§ **Activity**
Below is a listing. Quote from it, exactly, the lines from the one containing "if frame_count >" down to the one containing "use std::time::Duration;", both ends included, and nothing else.
──────── Source material ────────
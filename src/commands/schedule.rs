//! Implementation of the schedule command.
//!
//! Computes the coming day's schedule from the configured location and prints
//! it together with the frame budget. Nothing is captured and no lock is taken,
//! so it is safe to run next to a capturing instance.

use anyhow::{Context, Result};

use crate::common::constants::*;
use crate::config::Config;
use crate::core::calculate_frame_count;
use crate::geo::{SunClock, log_frame_budget, log_schedule};
use crate::time::{Clock, SystemClock};

/// Print the schedule and frame budget for the coming day without capturing.
pub fn handle_schedule_command(debug_enabled: bool) -> Result<()> {
    let config = Config::load().context("Configuration failed")?;

    log_version!();
    if debug_enabled || config.logging.debug.unwrap_or(false) {
        config.log_config();
    }

    let location = config.location.observer()?;
    let timezone = config.location.resolve_timezone(&location)?;
    let sun = SunClock::new(location, timezone, config.capture.awake_interval_mode());
    let schedule = sun.compute_schedule(SystemClock.now())?;

    let cadence = config.capture.cadence();
    let frame_count = calculate_frame_count(schedule.awake_interval, cadence);
    log_schedule(&schedule, sun.location());
    log_frame_budget(&schedule, cadence, frame_count);
    if frame_count > FRAME_COUNTER_MAX {
        log_pipe!();
        log_warning!(
            "{frame_count} frames exceed the {FRAME_COUNTER_WIDTH}-digit counter; names will widen"
        );
    }
    log_end!();
    Ok(())
}
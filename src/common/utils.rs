//! Small shared helpers: duration formatting, path privacy, shell quoting
//! and process probing.

use std::path::Path;
use std::time::Duration;

/// Format a duration for human-readable log lines (`7h12m`, `4m`, `12s`).
pub fn format_duration(duration: Duration) -> String {
    let total_seconds = duration.as_secs();
    let hours = total_seconds / 3600;
    let minutes = (total_seconds % 3600) / 60;
    let seconds = total_seconds % 60;

    if hours > 0 {
        if minutes > 0 {
            format!("{hours}h{minutes}m")
        } else {
            format!("{hours}h")
        }
    } else if minutes > 0 {
        if seconds > 0 {
            format!("{minutes}m{seconds}s")
        } else {
            format!("{minutes}m")
        }
    } else {
        format!("{seconds}s")
    }
}

/// Format a signed chrono duration, keeping the sign visible.
pub fn format_signed_duration(duration: chrono::Duration) -> String {
    let magnitude = duration.abs().to_std().unwrap_or_default();
    if duration < chrono::Duration::zero() {
        format!("-{}", format_duration(magnitude))
    } else {
        format_duration(magnitude)
    }
}

/// Replace the home directory prefix with `~` so logs don't leak usernames.
pub fn private_path(path: &Path) -> String {
    if let Some(home) = dirs::home_dir()
        && let Ok(stripped) = path.strip_prefix(&home)
    {
        return format!("~/{}", stripped.display());
    }
    path.display().to_string()
}

/// Quote a string for safe use as one word in a POSIX shell command line.
///
/// Remote commands go through the remote user's login shell, so every path
/// interpolated into them must be quoted.
pub fn shell_quote(value: &str) -> String {
    if !value.is_empty()
        && value
            .chars()
            .all(|c| c.is_ascii_alphanumeric() || "-_./:@%+=,".contains(c))
    {
        return value.to_string();
    }
    format!("'{}'", value.replace('\'', r"'\''"))
}

/// Quote a remote path, leaving a leading `~/` for the remote shell to expand.
///
/// `scp host:~/dir` resolves the tilde to the remote home, so `test -d` and
/// `mkdir -p` must see the same directory.
pub fn shell_quote_path(path: &str) -> String {
    match path.strip_prefix("~/") {
        Some("") => "~/".to_string(),
        Some(rest) => format!("~/{}", shell_quote(rest)),
        None if path == "~" => path.to_string(),
        None => shell_quote(path),
    }
}

/// Check whether a process with the given PID is alive.
pub fn is_process_running(pid: u32) -> bool {
    let Ok(raw) = i32::try_from(pid) else {
        return false;
    };
    // Signal 0 performs the permission and existence checks without delivering anything.
    match nix::sys::signal::kill(nix::unistd::Pid::from_raw(raw), None) {
        Ok(()) => true,
        Err(nix::errno::Errno::EPERM) => true,
        Err(_) => false,
    }
}

#[cfg(test)]
mod tests {
    use super::*;

    #[test]
    fn test_format_duration() {
        assert_eq!(format_duration(Duration::from_secs(12)), "12s");
        assert_eq!(format_duration(Duration::from_secs(240)), "4m");
        assert_eq!(format_duration(Duration::from_secs(250)), "4m10s");
        assert_eq!(format_duration(Duration::from_secs(7 * 3600)), "7h");
        assert_eq!(format_duration(Duration::from_secs(7 * 3600 + 720)), "7h12m");
    }

    #[test]
    fn test_format_signed_duration() {
        assert_eq!(format_signed_duration(chrono::Duration::hours(-9)), "-9h");
        assert_eq!(format_signed_duration(chrono::Duration::minutes(90)), "1h30m");
    }

    #[test]
    fn test_shell_quote_plain_words_pass_through() {
        assert_eq!(shell_quote("/srv/lapse/2024-06-01"), "/srv/lapse/2024-06-01");
        assert_eq!(shell_quote("pi@camera.local"), "pi@camera.local");
    }

    #[test]
    fn test_shell_quote_escapes_spaces_and_quotes() {
        assert_eq!(shell_quote("/Users/k/My Lapse"), "'/Users/k/My Lapse'");
        assert_eq!(shell_quote("it's"), r"'it'\''s'");
        assert_eq!(shell_quote(""), "''");
    }

    #[test]
    fn test_shell_quote_path_keeps_home_prefix_unquoted() {
        assert_eq!(shell_quote_path("~/lapse/2024-06-01"), "~/lapse/2024-06-01");
        assert_eq!(shell_quote_path("~/My Lapse"), "~/'My Lapse'");
        assert_eq!(shell_quote_path("~"), "~");
        assert_eq!(shell_quote_path("/srv/~x"), "'/srv/~x'");
        assert_eq!(shell_quote_path("~other/lapse"), "'~other/lapse'");
    }

    #[test]
    fn test_current_process_is_running() {
        assert!(is_process_running(std::process::id()));
    }
}
fn file_name(path: &Path) -> String {
    path.file_name()
        .map(|n| n.to_string_lossy().into_owned())
        .unwrap_or_else(|| path.display().to_string())
}
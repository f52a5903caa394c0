//! Recursive Bayesian filters on manifolds.
//!
//! Four interchangeable filters consume the same model interfaces:
//! - [`Ekf`]: extended Kalman filter on the tangent space at the mean
//! - [`Sekf`]: square-root EKF, algebraically equivalent, QR-based
//! - [`Iekf`]: invariant EKF with a right-invariant (log-linear) error
//! - [`Ukfm`]: unscented Kalman filter on manifolds, Jacobian-free
//!
//! Each filter owns exactly one (state, covariance) pair and is mutated only
//! by its own `propagate`/`update` calls; instances share no mutable state,
//! so running several filters side by side is safe as long as calls on one
//! instance are serialized by the caller.
//!
//! Failures are local to the failing instance: a singular innovation or a
//! non-converged sigma-point mean leaves the other filters untouched, and the
//! caller decides whether to skip the step or abort. There is no retry:
//! recursive filtering has no notion of redoing a step once time advanced.

use crate::linalg::LinAlgError;
use crate::manifold::LieGroup;
use crate::models::{MeasurementModel, SystemModel};
use nalgebra::{DMatrix, DVector};

pub mod ekf;
pub mod iekf;
pub mod sekf;
pub mod ukfm;

pub use ekf::Ekf;
pub use iekf::Iekf;
pub use sekf::Sekf;
pub use ukfm::{Ukfm, UnscentedParams};

/// Errors raised by filter construction, propagation, or update.
#[derive(Debug, Clone, PartialEq, thiserror::Error)]
pub enum FilterError {
    /// The initial covariance is not symmetric PSD of the state dimension.
    #[error("invalid initial covariance: {0}")]
    InvalidInitialCovariance(#[source] LinAlgError),
    /// A control or measurement vector had the wrong length.
    #[error("dimension mismatch: expected {expected}, got {actual}")]
    DimensionMismatch { expected: usize, actual: usize },
    /// The innovation covariance could not be inverted.
    #[error("innovation covariance is numerically singular")]
    SingularInnovation,
    /// The on-manifold sigma-point mean did not converge.
    #[error("sigma-point mean did not converge within {iterations} iterations")]
    MeanNotConverged { iterations: usize },
    /// A covariance carrier lost positive semi-definiteness.
    #[error(transparent)]
    LinAlg(#[from] LinAlgError),
}

/// Result type for filter operations.
pub type FilterResult<T> = Result<T, FilterError>;

/// Common contract of the four filters.
///
/// `propagate` advances the estimate by one control increment of duration
/// `dt` seconds; the model's continuous-time control-noise covariance is
/// discretized internally as `Q·dt`. `update` corrects the estimate with one
/// measurement. Both mutate the filter in place.
pub trait KalmanFilter<S: LieGroup> {
    /// Propagate the estimate through the motion model.
    fn propagate<M: SystemModel<State = S>>(
        &mut self,
        model: &M,
        control: &DVector<f64>,
        dt: f64,
    ) -> FilterResult<()>;

    /// Correct the estimate with a measurement.
    fn update<M: MeasurementModel<State = S>>(
        &mut self,
        model: &M,
        measurement: &DVector<f64>,
    ) -> FilterResult<()>;

    /// The current state estimate.
    fn state(&self) -> &S;

    /// The covariance expressed in the tangent space at the current mean,
    /// reconstructed from the internal carrier if necessary.
    fn covariance(&self) -> DMatrix<f64>;
}

/// Validate a control vector length against the model.
fn check_control<M: SystemModel>(model: &M, control: &DVector<f64>) -> FilterResult<()> {
    if control.len() != model.control_dim() {
        return Err(FilterError::DimensionMismatch {
            expected: model.control_dim(),
            actual: control.len(),
        });
    }
    Ok(())
}

/// Validate a measurement vector length against the model.
fn check_measurement<M: MeasurementModel>(
    model: &M,
    measurement: &DVector<f64>,
) -> FilterResult<()> {
    if measurement.len() != model.dim() {
        return Err(FilterError::DimensionMismatch {
            expected: model.dim(),
            actual: measurement.len(),
        });
    }
    Ok(())
}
────────
§ **Response to the exercise**
    if frame_count > FRAME_COUNTER_MAX {
        log_pipe!();
        log_warning!(
            "{frame_count} frames exceed the {FRAME_COUNTER_WIDTH}-digit counter; names will widen"
        );
    }
    log_end!();
    Ok(())
}
filename src/common/utils.rs
//! Small shared helpers: duration formatting, path privacy, shell quoting
//! and process probing.

use std::path::Path;
use std::time::Duration;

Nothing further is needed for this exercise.